Information shown:
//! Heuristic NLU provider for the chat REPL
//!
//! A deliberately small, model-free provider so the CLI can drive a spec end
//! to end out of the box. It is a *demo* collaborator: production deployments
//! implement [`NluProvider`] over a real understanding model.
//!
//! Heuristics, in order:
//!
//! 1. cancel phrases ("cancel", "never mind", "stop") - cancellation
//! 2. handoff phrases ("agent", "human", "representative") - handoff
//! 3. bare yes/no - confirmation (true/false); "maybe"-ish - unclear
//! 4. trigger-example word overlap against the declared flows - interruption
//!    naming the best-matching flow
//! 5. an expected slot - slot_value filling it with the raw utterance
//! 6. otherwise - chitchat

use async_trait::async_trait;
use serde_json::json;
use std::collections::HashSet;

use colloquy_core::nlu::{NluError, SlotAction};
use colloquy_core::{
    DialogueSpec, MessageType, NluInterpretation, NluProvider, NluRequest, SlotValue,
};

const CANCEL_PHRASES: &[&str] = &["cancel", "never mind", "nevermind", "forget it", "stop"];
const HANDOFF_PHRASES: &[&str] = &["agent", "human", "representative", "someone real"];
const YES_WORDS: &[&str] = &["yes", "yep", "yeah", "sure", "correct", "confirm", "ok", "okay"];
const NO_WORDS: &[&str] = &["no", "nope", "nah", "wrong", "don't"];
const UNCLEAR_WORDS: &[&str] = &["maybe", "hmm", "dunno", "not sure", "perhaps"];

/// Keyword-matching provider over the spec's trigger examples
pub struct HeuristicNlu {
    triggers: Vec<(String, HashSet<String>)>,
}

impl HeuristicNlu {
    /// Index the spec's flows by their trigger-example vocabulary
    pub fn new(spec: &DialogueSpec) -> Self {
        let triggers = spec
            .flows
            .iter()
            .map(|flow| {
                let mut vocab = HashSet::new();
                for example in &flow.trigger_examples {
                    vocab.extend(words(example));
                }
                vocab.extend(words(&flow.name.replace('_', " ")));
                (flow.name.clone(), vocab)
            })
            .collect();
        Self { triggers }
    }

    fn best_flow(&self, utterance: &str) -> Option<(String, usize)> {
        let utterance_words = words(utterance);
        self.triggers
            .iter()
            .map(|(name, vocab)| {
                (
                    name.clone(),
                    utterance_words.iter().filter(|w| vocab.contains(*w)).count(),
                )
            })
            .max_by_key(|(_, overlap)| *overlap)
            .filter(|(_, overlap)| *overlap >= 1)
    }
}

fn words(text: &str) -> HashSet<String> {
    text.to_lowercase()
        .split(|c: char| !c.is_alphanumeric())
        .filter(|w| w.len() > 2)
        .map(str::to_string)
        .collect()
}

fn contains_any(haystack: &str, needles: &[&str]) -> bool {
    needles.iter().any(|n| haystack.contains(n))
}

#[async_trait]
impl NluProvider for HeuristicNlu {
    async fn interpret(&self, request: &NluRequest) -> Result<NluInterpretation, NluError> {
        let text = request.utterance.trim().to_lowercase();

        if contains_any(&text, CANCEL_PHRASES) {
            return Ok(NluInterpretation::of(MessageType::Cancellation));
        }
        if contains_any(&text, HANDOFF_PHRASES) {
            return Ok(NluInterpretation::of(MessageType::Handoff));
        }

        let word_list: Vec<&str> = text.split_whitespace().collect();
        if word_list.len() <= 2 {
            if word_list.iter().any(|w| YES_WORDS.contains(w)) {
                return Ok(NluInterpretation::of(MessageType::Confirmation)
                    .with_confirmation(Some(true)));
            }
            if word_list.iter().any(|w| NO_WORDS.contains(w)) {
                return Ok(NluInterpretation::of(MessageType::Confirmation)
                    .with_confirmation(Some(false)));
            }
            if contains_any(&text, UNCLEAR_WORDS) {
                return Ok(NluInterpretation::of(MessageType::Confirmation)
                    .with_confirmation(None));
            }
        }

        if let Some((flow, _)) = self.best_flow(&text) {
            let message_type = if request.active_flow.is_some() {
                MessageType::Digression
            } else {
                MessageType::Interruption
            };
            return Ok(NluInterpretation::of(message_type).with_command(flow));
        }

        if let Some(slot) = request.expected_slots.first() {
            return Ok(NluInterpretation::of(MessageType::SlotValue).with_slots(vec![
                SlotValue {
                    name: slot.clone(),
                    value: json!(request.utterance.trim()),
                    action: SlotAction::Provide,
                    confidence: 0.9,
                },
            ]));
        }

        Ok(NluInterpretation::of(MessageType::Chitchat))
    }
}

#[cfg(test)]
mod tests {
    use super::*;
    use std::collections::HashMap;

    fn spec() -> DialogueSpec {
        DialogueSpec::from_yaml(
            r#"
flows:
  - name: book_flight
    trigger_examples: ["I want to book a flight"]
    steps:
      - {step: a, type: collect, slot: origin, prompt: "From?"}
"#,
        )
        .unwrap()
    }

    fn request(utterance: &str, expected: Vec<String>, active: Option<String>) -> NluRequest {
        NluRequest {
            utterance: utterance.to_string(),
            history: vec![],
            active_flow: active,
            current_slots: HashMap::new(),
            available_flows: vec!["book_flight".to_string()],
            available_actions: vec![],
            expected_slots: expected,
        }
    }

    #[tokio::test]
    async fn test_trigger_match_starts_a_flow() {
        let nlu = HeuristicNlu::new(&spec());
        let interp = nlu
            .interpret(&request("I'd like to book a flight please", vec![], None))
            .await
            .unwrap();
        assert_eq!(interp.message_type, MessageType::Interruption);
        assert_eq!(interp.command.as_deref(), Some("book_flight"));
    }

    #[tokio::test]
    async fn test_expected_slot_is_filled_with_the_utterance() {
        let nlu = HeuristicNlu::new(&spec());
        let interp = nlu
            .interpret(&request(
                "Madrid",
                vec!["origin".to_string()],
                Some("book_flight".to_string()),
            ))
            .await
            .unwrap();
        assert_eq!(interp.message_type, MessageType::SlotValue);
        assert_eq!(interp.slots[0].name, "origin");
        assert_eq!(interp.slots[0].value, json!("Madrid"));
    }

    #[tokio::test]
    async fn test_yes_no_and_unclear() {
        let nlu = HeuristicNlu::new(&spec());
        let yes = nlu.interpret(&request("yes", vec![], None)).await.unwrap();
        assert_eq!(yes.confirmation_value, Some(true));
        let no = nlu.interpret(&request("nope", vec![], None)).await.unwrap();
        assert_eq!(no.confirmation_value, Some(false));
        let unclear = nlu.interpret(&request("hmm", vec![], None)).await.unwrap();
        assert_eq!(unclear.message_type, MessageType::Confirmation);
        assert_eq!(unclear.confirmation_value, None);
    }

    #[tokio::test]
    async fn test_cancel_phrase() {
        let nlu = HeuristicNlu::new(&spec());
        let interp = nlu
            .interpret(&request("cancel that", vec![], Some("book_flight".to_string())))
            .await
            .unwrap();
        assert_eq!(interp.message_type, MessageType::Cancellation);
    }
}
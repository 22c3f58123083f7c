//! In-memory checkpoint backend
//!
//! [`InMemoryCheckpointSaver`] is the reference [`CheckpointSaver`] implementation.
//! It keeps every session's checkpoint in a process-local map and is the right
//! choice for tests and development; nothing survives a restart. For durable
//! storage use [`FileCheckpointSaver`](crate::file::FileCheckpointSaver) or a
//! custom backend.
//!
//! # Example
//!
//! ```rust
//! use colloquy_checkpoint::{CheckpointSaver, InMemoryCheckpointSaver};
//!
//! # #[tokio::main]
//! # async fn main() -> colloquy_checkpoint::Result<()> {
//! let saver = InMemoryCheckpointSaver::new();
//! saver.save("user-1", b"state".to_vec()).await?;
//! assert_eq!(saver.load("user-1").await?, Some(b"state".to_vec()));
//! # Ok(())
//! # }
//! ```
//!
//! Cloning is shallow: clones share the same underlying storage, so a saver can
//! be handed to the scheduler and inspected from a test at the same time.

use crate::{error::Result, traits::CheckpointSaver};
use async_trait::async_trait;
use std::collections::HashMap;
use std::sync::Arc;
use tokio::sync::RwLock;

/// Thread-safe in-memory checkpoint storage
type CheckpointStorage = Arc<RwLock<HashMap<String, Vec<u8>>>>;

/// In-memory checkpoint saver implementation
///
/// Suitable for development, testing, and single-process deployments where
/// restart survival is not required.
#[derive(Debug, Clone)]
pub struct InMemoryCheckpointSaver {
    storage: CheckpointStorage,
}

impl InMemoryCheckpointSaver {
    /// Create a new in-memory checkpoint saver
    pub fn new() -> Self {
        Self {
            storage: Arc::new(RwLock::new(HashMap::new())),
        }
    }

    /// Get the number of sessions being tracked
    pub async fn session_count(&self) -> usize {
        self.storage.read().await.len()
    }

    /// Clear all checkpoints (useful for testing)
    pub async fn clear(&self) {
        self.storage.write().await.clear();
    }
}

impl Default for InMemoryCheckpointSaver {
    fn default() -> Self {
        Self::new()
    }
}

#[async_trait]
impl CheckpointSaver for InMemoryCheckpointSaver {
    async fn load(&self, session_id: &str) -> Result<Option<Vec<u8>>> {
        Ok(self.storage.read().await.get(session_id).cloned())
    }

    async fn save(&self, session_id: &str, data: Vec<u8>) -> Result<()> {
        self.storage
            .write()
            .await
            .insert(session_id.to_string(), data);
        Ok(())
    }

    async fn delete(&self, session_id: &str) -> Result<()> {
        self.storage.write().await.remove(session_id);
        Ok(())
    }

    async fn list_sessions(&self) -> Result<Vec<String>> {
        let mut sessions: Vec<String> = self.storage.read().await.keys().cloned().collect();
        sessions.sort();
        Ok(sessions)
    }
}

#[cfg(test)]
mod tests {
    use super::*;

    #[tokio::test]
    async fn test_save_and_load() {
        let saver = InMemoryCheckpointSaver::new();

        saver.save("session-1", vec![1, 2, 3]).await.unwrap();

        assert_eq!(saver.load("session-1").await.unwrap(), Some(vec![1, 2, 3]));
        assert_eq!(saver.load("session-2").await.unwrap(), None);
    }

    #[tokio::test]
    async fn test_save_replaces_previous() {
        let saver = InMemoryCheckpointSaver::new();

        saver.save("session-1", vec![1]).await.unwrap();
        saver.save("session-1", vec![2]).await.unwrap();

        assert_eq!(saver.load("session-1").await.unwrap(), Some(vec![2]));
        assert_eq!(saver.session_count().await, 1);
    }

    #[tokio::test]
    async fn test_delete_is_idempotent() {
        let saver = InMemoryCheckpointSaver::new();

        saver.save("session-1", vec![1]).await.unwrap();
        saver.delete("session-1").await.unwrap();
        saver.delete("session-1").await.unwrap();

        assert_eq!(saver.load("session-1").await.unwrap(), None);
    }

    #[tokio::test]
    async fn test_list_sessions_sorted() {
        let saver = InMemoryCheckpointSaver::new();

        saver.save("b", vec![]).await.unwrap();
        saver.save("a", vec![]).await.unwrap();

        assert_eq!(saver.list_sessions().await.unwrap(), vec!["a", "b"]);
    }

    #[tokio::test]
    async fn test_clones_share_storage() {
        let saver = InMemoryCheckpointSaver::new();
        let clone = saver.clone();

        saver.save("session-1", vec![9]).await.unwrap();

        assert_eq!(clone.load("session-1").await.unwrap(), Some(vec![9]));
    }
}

Brief:
Return each full line of the entries that contains the word "write".

Result below:
        self.storage.write().await.clear();
            .write()
        self.storage.write().await.remove(session_id);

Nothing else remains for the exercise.